(EXERCISE REQUIREMENTS)
Under this line are the records; write out word for word the part that begins at the line containing "2025 Aggbench Contributors" and ends at the line containing "#[derive(Debug, Error)]", and no more.

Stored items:
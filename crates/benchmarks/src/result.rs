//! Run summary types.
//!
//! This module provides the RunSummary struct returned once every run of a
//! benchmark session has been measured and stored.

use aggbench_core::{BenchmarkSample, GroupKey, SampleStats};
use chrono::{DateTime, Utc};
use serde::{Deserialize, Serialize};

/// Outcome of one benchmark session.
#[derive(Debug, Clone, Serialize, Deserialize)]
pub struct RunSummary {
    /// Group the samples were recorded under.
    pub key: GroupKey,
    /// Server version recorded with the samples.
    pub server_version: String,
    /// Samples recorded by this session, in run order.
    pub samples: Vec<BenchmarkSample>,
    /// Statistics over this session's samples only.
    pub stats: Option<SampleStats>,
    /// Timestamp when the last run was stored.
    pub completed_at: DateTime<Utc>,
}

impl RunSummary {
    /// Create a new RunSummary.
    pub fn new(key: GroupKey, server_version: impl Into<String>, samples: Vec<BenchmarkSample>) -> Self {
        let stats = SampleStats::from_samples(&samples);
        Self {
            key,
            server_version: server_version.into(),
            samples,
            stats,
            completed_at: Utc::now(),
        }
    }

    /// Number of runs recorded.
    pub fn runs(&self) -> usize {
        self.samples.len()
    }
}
--
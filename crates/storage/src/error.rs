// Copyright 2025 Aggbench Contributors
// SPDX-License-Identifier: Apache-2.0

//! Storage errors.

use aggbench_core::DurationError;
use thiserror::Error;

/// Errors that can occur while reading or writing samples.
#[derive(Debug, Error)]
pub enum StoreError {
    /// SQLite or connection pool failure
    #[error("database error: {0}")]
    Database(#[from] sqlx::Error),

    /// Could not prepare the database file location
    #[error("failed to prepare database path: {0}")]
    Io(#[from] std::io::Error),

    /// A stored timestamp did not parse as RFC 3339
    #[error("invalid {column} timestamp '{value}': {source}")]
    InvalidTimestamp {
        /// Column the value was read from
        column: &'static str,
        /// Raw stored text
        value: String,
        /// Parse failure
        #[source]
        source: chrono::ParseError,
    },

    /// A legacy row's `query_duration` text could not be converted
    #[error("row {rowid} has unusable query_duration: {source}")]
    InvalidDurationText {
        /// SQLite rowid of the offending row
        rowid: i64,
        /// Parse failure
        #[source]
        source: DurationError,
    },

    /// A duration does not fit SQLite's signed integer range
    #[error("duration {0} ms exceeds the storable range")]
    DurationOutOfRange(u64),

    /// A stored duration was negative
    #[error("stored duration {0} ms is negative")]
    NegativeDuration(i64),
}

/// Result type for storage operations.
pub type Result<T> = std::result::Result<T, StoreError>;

(EXPECTED OUTPUT)
// Copyright 2025 Aggbench Contributors
// SPDX-License-Identifier: Apache-2.0

//! Storage errors.

use aggbench_core::DurationError;
use thiserror::Error;

/// Errors that can occur while reading or writing samples.
#[derive(Debug, Error)]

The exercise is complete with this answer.